> **Dataset extract**
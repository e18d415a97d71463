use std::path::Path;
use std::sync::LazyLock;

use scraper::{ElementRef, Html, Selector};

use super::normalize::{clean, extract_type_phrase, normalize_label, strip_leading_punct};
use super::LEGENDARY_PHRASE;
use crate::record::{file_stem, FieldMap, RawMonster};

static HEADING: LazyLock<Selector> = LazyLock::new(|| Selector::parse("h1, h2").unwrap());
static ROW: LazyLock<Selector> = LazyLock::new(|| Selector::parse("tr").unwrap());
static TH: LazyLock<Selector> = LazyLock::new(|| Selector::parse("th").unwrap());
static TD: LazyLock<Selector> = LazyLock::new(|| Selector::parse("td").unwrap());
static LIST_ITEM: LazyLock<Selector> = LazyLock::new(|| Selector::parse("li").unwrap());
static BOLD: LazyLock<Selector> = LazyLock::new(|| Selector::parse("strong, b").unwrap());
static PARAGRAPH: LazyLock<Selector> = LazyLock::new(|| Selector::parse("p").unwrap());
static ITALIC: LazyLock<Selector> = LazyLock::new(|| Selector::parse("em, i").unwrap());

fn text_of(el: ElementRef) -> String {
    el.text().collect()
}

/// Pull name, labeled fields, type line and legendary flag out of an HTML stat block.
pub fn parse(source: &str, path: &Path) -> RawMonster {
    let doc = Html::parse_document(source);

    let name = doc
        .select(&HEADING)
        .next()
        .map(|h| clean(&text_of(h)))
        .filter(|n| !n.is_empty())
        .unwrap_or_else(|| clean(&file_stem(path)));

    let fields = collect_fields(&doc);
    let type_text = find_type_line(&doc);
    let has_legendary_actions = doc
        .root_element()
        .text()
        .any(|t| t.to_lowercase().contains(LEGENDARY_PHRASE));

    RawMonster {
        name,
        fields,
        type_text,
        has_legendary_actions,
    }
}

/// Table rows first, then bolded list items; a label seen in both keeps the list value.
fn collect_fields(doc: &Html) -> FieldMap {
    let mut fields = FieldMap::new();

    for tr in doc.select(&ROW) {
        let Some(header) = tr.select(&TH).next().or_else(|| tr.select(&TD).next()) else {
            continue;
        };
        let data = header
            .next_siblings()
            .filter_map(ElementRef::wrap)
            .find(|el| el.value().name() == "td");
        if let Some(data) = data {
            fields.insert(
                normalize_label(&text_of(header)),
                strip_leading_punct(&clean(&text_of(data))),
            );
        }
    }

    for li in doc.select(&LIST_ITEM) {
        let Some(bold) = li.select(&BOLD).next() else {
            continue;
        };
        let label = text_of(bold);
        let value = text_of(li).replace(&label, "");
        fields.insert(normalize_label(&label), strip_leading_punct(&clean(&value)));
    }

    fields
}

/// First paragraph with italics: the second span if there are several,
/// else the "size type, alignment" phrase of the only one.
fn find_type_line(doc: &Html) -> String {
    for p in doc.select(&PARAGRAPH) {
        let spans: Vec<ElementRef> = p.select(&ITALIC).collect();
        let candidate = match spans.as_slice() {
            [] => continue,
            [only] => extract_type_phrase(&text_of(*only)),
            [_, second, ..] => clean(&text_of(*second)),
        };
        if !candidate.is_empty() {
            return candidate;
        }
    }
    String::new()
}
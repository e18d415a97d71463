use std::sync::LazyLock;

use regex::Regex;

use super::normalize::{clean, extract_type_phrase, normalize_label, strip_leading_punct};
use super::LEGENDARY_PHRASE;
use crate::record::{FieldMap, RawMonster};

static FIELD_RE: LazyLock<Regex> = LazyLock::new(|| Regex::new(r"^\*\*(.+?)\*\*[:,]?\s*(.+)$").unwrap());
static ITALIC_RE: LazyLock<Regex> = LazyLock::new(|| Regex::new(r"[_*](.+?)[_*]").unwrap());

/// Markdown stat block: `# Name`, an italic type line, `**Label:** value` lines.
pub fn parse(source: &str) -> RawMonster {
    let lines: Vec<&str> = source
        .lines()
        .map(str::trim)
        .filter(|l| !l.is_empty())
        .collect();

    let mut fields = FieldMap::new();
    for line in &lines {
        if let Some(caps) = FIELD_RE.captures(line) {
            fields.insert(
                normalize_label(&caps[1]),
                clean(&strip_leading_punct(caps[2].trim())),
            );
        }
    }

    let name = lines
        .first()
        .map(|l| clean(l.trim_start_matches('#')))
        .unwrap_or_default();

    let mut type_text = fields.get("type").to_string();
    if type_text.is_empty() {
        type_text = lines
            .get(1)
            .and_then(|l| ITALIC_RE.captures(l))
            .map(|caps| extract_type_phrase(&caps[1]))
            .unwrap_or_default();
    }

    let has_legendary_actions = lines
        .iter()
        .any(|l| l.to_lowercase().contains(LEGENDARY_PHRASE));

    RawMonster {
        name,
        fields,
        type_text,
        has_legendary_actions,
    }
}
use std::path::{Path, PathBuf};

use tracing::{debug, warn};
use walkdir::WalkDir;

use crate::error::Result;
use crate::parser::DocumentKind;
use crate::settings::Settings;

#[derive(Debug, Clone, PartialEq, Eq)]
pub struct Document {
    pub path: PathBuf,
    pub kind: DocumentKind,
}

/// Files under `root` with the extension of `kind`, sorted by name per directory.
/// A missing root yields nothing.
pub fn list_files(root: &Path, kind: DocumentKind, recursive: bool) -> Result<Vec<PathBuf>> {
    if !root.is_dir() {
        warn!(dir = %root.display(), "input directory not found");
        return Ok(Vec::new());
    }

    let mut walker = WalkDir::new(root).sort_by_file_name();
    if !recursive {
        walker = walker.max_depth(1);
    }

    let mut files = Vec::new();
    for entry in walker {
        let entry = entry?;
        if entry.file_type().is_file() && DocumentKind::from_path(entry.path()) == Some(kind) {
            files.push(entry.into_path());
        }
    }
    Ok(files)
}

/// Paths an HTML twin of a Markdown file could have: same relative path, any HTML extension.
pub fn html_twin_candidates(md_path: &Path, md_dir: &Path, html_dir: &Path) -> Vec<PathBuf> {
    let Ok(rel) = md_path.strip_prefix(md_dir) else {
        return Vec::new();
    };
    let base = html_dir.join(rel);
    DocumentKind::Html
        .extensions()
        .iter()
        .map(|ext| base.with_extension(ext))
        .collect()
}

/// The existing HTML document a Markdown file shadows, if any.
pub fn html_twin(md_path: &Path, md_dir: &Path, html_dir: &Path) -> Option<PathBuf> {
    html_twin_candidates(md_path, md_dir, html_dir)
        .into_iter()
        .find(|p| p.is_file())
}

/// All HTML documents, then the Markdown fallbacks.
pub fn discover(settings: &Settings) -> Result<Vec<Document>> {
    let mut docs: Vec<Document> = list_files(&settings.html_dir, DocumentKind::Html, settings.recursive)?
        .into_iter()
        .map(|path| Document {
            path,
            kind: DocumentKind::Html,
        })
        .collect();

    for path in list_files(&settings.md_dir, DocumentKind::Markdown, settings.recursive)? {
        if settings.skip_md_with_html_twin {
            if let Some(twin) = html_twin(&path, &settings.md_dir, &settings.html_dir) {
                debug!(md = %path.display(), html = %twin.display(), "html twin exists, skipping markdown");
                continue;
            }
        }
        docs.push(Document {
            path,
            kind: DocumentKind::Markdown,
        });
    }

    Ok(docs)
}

> **What this task involves**
Each line of the data above that contains "source" counts once; report the total alone.

> **Solution for this task**
4